I've rediscovered urban fantasy. This is the urban fantasy I was wanting to read when I kept stumbling into that ossified  sub-genre full of vampires and weres. I love me some Hollows or Daniels like I love my fries and ice-cream, but every once in a while I want a different flavor, and it's been hard to find. Behold: Gaiman. I wonder if the man seats at his writing desk and thinks "Well, today I want to pick this genre. Now, how do I go about putting it on it's head/inside out/mashed-up with this other?"

So, urban fantasy about alienation, and tubes, filled with magic and action. Scary stuff of the adult bored with life variety. The unseen people that fell through the cracks... there is horror that feels close to home hinted in the concept.
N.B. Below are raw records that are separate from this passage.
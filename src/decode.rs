//! Decoder selection: try each format in a fixed order, keep the first
//! document that decodes into a mapping.
use serde::Deserialize;
use serde_json::{Map, Value};
use tracing::debug;

use crate::error::{Error, Result};

pub type Document = Map<String, Value>;

pub trait Decoder {
    fn name(&self) -> &'static str;
    fn decode(&self, bytes: &[u8]) -> Result<Document, String>;
}

#[derive(Clone, Copy, Debug, Default)]
pub struct JsonDecoder;

impl Decoder for JsonDecoder {
    fn name(&self) -> &'static str { "json" }

    /// Numbers are kept as written, so values beyond f64 range still decode.
    fn decode(&self, bytes: &[u8]) -> Result<Document, String> {
        serde_json::from_slice::<Document>(bytes).map_err(|err| locate_json_error(bytes, err))
    }
}

/// Re-run a failed decode with path tracking so the message names where it stopped.
fn locate_json_error(bytes: &[u8], err: serde_json::Error) -> String {
    let de = &mut serde_json::Deserializer::from_slice(bytes);
    match serde_path_to_error::deserialize::<_, Document>(de) {
        Err(traced) => {
            let path = traced.path().to_string();
            format!("at JSON path {path} → {}", traced.into_inner())
        }
        // the document itself parsed; the failure was trailing data
        Ok(_) => err.to_string(),
    }
}

/// Reads the first YAML document and converts it into the JSON value tree.
/// Every YAML number becomes a JSON number, including `.nan` and `.inf`.
#[derive(Clone, Copy, Debug, Default)]
pub struct YamlDecoder;

impl Decoder for YamlDecoder {
    fn name(&self) -> &'static str { "yaml" }

    fn decode(&self, bytes: &[u8]) -> Result<Document, String> {
        let first = serde_yaml::Deserializer::from_slice(bytes)
            .next()
            .ok_or_else(|| "empty YAML stream".to_string())?;
        let value = serde_yaml::Value::deserialize(first).map_err(|e| e.to_string())?;
        match value {
            serde_yaml::Value::Mapping(map) => yaml_mapping(map),
            other => Err(format!("expected a mapping at the document root, found {}", yaml_kind(&other))),
        }
    }
}

fn yaml_mapping(map: serde_yaml::Mapping) -> Result<Document, String> {
    let mut doc = Document::with_capacity(map.len());
    for (key, value) in map {
        let key = match key {
            serde_yaml::Value::String(key) => key,
            other => return Err(format!("mapping key must be a string, found {}", yaml_kind(&other))),
        };
        doc.insert(key, yaml_value(value)?);
    }
    Ok(doc)
}

fn yaml_value(value: serde_yaml::Value) -> Result<Value, String> {
    use serde_yaml::Value as Yaml;
    Ok(match value {
        Yaml::Null => Value::Null,
        Yaml::Bool(b) => Value::Bool(b),
        Yaml::Number(n) => Value::Number(yaml_number(&n)),
        Yaml::String(s) => Value::String(s),
        Yaml::Sequence(xs) => Value::Array(xs.into_iter().map(yaml_value).collect::<Result<_, _>>()?),
        Yaml::Mapping(map) => Value::Object(yaml_mapping(map)?),
        Yaml::Tagged(tagged) => yaml_value(tagged.value)?,
    })
}

/// Only the kind survives inference, so non-finite floats are carried as
/// the nearest finite value (NaN as zero).
fn yaml_number(n: &serde_yaml::Number) -> serde_json::Number {
    if let Some(i) = n.as_i64() {
        return i.into();
    }
    if let Some(u) = n.as_u64() {
        return u.into();
    }
    let f = n.as_f64().unwrap_or(0.0);
    let finite = if f.is_nan() { 0.0 } else { f.clamp(f64::MIN, f64::MAX) };
    serde_json::Number::from_f64(finite).unwrap_or_else(|| 0.into())
}

fn yaml_kind(v: &serde_yaml::Value) -> &'static str {
    match v {
        serde_yaml::Value::Null => "null",
        serde_yaml::Value::Bool(_) => "boolean",
        serde_yaml::Value::Number(_) => "number",
        serde_yaml::Value::String(_) => "string",
        serde_yaml::Value::Sequence(_) => "sequence",
        serde_yaml::Value::Mapping(_) => "mapping",
        serde_yaml::Value::Tagged(_) => "tagged value",
    }
}

/// Ordered decoder chain.
pub struct Decoders {
    decoders: Vec<Box<dyn Decoder>>,
}

impl Default for Decoders {
    fn default() -> Self {
        Self::new(vec![Box::new(JsonDecoder), Box::new(YamlDecoder)])
    }
}

impl Decoders {
    pub fn new(decoders: Vec<Box<dyn Decoder>>) -> Self {
        Self { decoders }
    }

    pub fn names(&self) -> Vec<&'static str> {
        self.decoders.iter().map(|d| d.name()).collect()
    }

    pub fn decode(&self, bytes: &[u8]) -> Result<Document> {
        for decoder in &self.decoders {
            match decoder.decode(bytes) {
                Ok(doc) => {
                    debug!(decoder = decoder.name(), keys = doc.len(), "decoded input");
                    return Ok(doc);
                }
                Err(error) => debug!(decoder = decoder.name(), %error, "decoder rejected input"),
            }
        }
        Err(Error::Decode { tried: self.names() })
    }
}
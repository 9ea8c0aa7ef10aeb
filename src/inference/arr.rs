use serde_json::Value;
use tracing::debug;

use super::{Inference, Naming, Pointer, Unification};
use crate::error::Result;
use crate::ir::Ty;

impl<N: Naming> Inference<N> {
    pub(super) fn unify_at(&self, name: &str, elements: &[Value], at: &mut Pointer) -> Result<Ty> {
        let mut last: Option<Ty> = None;
        let mut current: Option<Ty> = None;
        let mut mixed = false;

        // every element is classified, even after the outcome is settled
        for (i, el) in elements.iter().enumerate() {
            at.push(i);
            let ty = match el {
                Value::Object(map) => {
                    let singular = self.naming.singularize(name);
                    Ty::Record(self.synthesize_at(&singular, map, at)?)
                }
                other => self.classify(name, other, at)?,
            };
            at.pop();

            mixed |= current.as_ref().is_some_and(|prev| *prev != ty);
            last = current.replace(ty);
        }

        let Some(ty) = current else {
            return Ok(Ty::UNKNOWN);
        };

        let heterogeneous = match self.unification {
            Unification::LastPair => last.is_some_and(|prev| prev != ty),
            Unification::Strict => mixed,
        };
        if heterogeneous {
            debug!(sequence = name, at = %at, policy = ?self.unification, "mixed element types, falling back to unknown");
            return Ok(Ty::UNKNOWN);
        }
        Ok(ty)
    }
}
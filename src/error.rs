use thiserror::Error;

pub type Result<T, E = Error> = std::result::Result<T, E>;

#[derive(Debug, Error)]
pub enum Error {
    /// Every configured decoder rejected the input.
    #[error("could not parse input after trying parsers for: {tried:?}")]
    Decode { tried: Vec<&'static str> },

    /// A value whose kind has no field type (`null`, `boolean`).
    /// `path` is a JSON Pointer to the offending value.
    #[error("unrecognized type: {kind} at `{path}`")]
    UnsupportedValueKind { kind: &'static str, path: String },

    #[error("failed to write output: {0}")]
    Write(#[from] std::io::Error),
}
You may disregard it as cynical allegoric analysis. It comes to full fruition and in the open during the ordeal to sock you in the face: "this is what you were thinking was going on, even if you didn't want to admit it". The fantastic aspect makes it exiting and hopeful, and bittersweet.

Maybe not as happy, or a fluffy as I was going for, but it certainly was a change of speeds. I could not believe how much it was packing by the half-way point! Certainly a much needed contrast after Moby-Dick.

 

I loved it. It was a damned good book, and I want a hard-copy of my own.